À quelle heure on meurt? : Le temps fou
Scène

À quelle heure on meurt? : Le temps fou

"Le terne, le tiède et le lent engluent." C’est Mille Milles qui le dit, dans À quelle heure on meurt?, un collage de textes de Réjean Ducharme conçu par Martin Faucher.

"Le terne, le tiède et le lent engluent." C’est Mille Milles qui le dit, dans À quelle heure on meurt?, un collage de textes de Réjean Ducharme conçu par Martin Faucher il y a une dizaine d’années. Mais ç’a aurait tout aussi bien pu être Guy Alloucherie, auteur et metteur en scène d’une version de ce collage créée l’an dernier par le Trident à Québec, et choisi meilleur spectacle de l’année par les critiques de la Vieille Capitale.

Le Théâtre Denise-Pelletier offre actuellement aux Montréalais la chance de découvrir à leur tour cette adaptation excessive, dérangeante, vibrante et ludique.

Délirer dans l’interprétation tout en respectant la magnifique écriture de Réjean Ducharme, tel est le pari qu’a fait (et relevé) Guy Alloucherie pour sa première mise en scène en sol québécois. Sa version furieuse d’À quelle heure on meurt? reste fidèle au propos de l’auteur, même si elle se sert de la danse, du cirque et de l’art clownesque pour nous le communiquer. Pour l’occasion, Mille Milles et Chateaugué ont développé des personnalités multiples: lui est interprété par trois comédiens (Paul-Patrick Charbonneau, Éric Leblanc, Jean-Sébastien Ouellette) et elle, par quatre (Éva Daigle, Annie La Rochelle, Maude Robillard, Marie-Claude Tremblay). Ces deux êtres écorchés ne sont pas vieux, mais déjà las de vivre. Ils ont 16 et 14 ans, et souhaiteraient n’en avoir que huit et six. Ils craignent de devenir adultes, décidant de se suicider plutôt que de mourir vieux, laids et malades. Enfermés dans une chambre, respecteront-ils leur pacte de quitter le monde avant de "finir finis"?

Si la première version d’À quelle heure on meurt? était un vrai collage fait avec des ciseaux et de la colle, celle de Guy Alloucherie tient plus du "copier-coller". Cette adaptation possède en effet, dans sa construction, quelque chose de mathématique (elle est composée de huit extraits du collage, répétés en moyenne trois fois), de clair et d’organisé, qui offre un heureux contrepoids à la prose bouillonnante et sombre de Ducharme.

Les sept comédiens se produisent sur une scène bordée de projecteurs et jonchée d’accessoires, à l’image d’une salle de répétition.
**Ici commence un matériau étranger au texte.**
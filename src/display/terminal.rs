// src/display/terminal.rs
//! Terminal-based live session display
//!
//! Read-only consumer of the tracking snapshot; the only thing it feeds
//! back into the core is user commands mapped from key presses.

use crate::{
    error::{Result, TrackerError},
    session::{SessionState, TrackingSnapshot},
    tracker::SessionCommand,
};
use crossterm::{
    cursor::{Hide, MoveTo, Show},
    event::{self, Event, KeyCode, KeyEvent, KeyModifiers},
    execute,
    style::{Color, Print, ResetColor, SetForegroundColor},
    terminal::{self, Clear, ClearType, DisableLineWrap, EnableLineWrap},
};
use std::{
    io::{self, Write},
    sync::{
        atomic::{AtomicBool, Ordering},
        Arc, RwLock,
    },
    time::Duration,
};
use tokio::sync::mpsc;
use tokio::time::sleep;

pub struct TerminalDisplay;

impl TerminalDisplay {
    pub fn new() -> Self {
        Self
    }

    /// Start the display loop; returns when the running flag clears.
    pub async fn run(
        &self,
        snapshot: Arc<RwLock<TrackingSnapshot>>,
        running: Arc<AtomicBool>,
        commands: mpsc::Sender<SessionCommand>,
    ) -> Result<()> {
        let mut stdout = io::stdout();
        terminal::enable_raw_mode().map_err(TrackerError::Io)?;
        execute!(stdout, Hide, DisableLineWrap).map_err(TrackerError::Io)?;

        // Keys are read on a plain thread; crossterm's event polling is
        // blocking and must not stall the display loop.
        spawn_key_thread(Arc::clone(&snapshot), Arc::clone(&running), commands);

        while running.load(Ordering::Relaxed) {
            execute!(stdout, Clear(ClearType::All), MoveTo(0, 0)).map_err(TrackerError::Io)?;

            let current = snapshot.read().unwrap().clone();
            render(&mut stdout, &current)?;

            stdout.flush().map_err(TrackerError::Io)?;
            sleep(Duration::from_millis(500)).await;
        }

        execute!(stdout, Show, EnableLineWrap).map_err(TrackerError::Io)?;
        terminal::disable_raw_mode().map_err(TrackerError::Io)?;
        println!("\nShutting down...");
        Ok(())
    }
}

impl Default for TerminalDisplay {
    fn default() -> Self {
        Self::new()
    }
}

fn spawn_key_thread(
    snapshot: Arc<RwLock<TrackingSnapshot>>,
    running: Arc<AtomicBool>,
    commands: mpsc::Sender<SessionCommand>,
) {
    std::thread::spawn(move || {
        while running.load(Ordering::Relaxed) {
            match event::poll(Duration::from_millis(200)) {
                Ok(true) => {
                    if let Ok(Event::Key(key)) = event::read() {
                        let state = snapshot.read().unwrap().state;
                        if let Some(cmd) = map_key(key, state) {
                            if commands.blocking_send(cmd).is_err() {
                                break;
                            }
                        }
                    }
                }
                Ok(false) => {}
                Err(_) => break,
            }
        }
    });
}

/// Map a key press to a session command, given the current state.
fn map_key(key: KeyEvent, state: SessionState) -> Option<SessionCommand> {
    if key.modifiers.contains(KeyModifiers::CONTROL) && key.code == KeyCode::Char('c') {
        return Some(SessionCommand::Shutdown);
    }

    match key.code {
        KeyCode::Char(' ') => match state {
            SessionState::Tracking => Some(SessionCommand::Pause),
            SessionState::Paused => Some(SessionCommand::Resume),
            _ => None,
        },
        KeyCode::Char('f') => Some(SessionCommand::Finish),
        KeyCode::Char('y') => Some(SessionCommand::ConfirmSave),
        KeyCode::Char('n') => Some(SessionCommand::CancelFinish),
        KeyCode::Char('d') => Some(SessionCommand::Discard),
        KeyCode::Char('q') => Some(SessionCommand::Shutdown),
        _ => None,
    }
}

fn render(stdout: &mut impl Write, snapshot: &TrackingSnapshot) -> Result<()> {
    execute!(
        stdout,
        SetForegroundColor(Color::Green),
        Print("=".repeat(60)),
        Print("\r\n"),
        Print("Activity Tracker - Live Session"),
        Print("\r\n"),
        Print("=".repeat(60)),
        Print("\r\n"),
        ResetColor
    )
    .map_err(TrackerError::Io)?;

    let state_color = match snapshot.state {
        SessionState::Tracking => Color::Green,
        SessionState::Paused => Color::Yellow,
        SessionState::Confirming | SessionState::Saving => Color::Cyan,
        SessionState::Success => Color::Green,
        SessionState::Error => Color::Red,
        SessionState::Discarded => Color::DarkGrey,
    };
    execute!(
        stdout,
        Print("State: "),
        SetForegroundColor(state_color),
        Print(format!("{}", snapshot.state)),
        ResetColor,
        Print("\r\n\r\n")
    )
    .map_err(TrackerError::Io)?;

    execute!(
        stdout,
        SetForegroundColor(Color::Cyan),
        Print("SESSION:\r\n"),
        ResetColor,
        Print(format!("  Elapsed:    {}\r\n", snapshot.format_elapsed())),
        Print(format!("  Distance:   {:>9.2} km\r\n", snapshot.total_distance_km)),
        Print(format!("  Speed:      {:>9.1} km/h\r\n", snapshot.speed_kmh)),
        Print(format!("  Ascent:     {:>9.0} m\r\n", snapshot.elevation_gain_m)),
        Print(format!("  Descent:    {:>9.0} m\r\n", snapshot.elevation_loss_m)),
        Print(format!("  Route pts:  {:>9}\r\n", snapshot.route_len)),
    )
    .map_err(TrackerError::Io)?;

    let position_str = match snapshot.position {
        Some((lat, lon)) => format!("{:>12.6}, {:>12.6}", lat, lon),
        None => "waiting for fix...".to_string(),
    };
    let signal_str = if snapshot.stabilized {
        "stable"
    } else {
        "warming up"
    };
    execute!(
        stdout,
        Print(format!("  Position:   {} ({})\r\n\r\n", position_str, signal_str))
    )
    .map_err(TrackerError::Io)?;

    let controls = match snapshot.state {
        SessionState::Tracking => "[space] pause   [f] finish   [q] quit",
        SessionState::Paused => "[space] resume   [f] finish   [q] quit",
        SessionState::Confirming => "[y] save   [n] keep going   [d] discard",
        SessionState::Saving => "saving...",
        SessionState::Error => "[y] retry save   [q] quit",
        SessionState::Success | SessionState::Discarded => "[q] quit",
    };
    execute!(
        stdout,
        SetForegroundColor(Color::Green),
        Print("=".repeat(60)),
        Print("\r\n"),
        Print(controls),
        Print("\r\n"),
        ResetColor
    )
    .map_err(TrackerError::Io)?;

    Ok(())
}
Lors d’ateliers, le metteur en scène français n’a retenu que huit passages, huit noeuds du collage. Ces fragments seront répétés sur tous les tons, criés, récités, dits posément ou avec fougue, selon la personnalité de l’interprète. Parfois jusqu’à devenir agressants.

On assiste à une véritable fête du jeu: un comédien débite un bout de l’histoire au micro, puis deux autres jouent le même extrait avec intensité, tandis que leurs compagnons attendent leur tour en révisant leur texte, en sautant sur un divan ou en se faisant D.J. devant un vieux tourne-disque. Leur spontanéité renouvelle le propos, le bouscule et lui confère une grande charge émotive.

Cette mosaïque théâtrale met en valeur la beauté et la férocité de l’écriture de Ducharme. L’essentiel du texte provient du roman Le nez qui voque. On reconnaît aussi certains passages de l’Hiver de force et de L’Avalée des avalés, ainsi que des chansons composées pour Robert Charlebois. À cela s’ajoutent des pièces de Willie Lamothe, PJ Harvey, Schubert et Björk! Un choix musical empreint de dérision, tout comme l’utilisation des costumes, façon déguisements d’enfants.

Ce joyeux bordel volontairement inachevé et sans prétention, qui dure à peine un peu plus d’une heure, est un show festif et grave, délirant et bouleversant.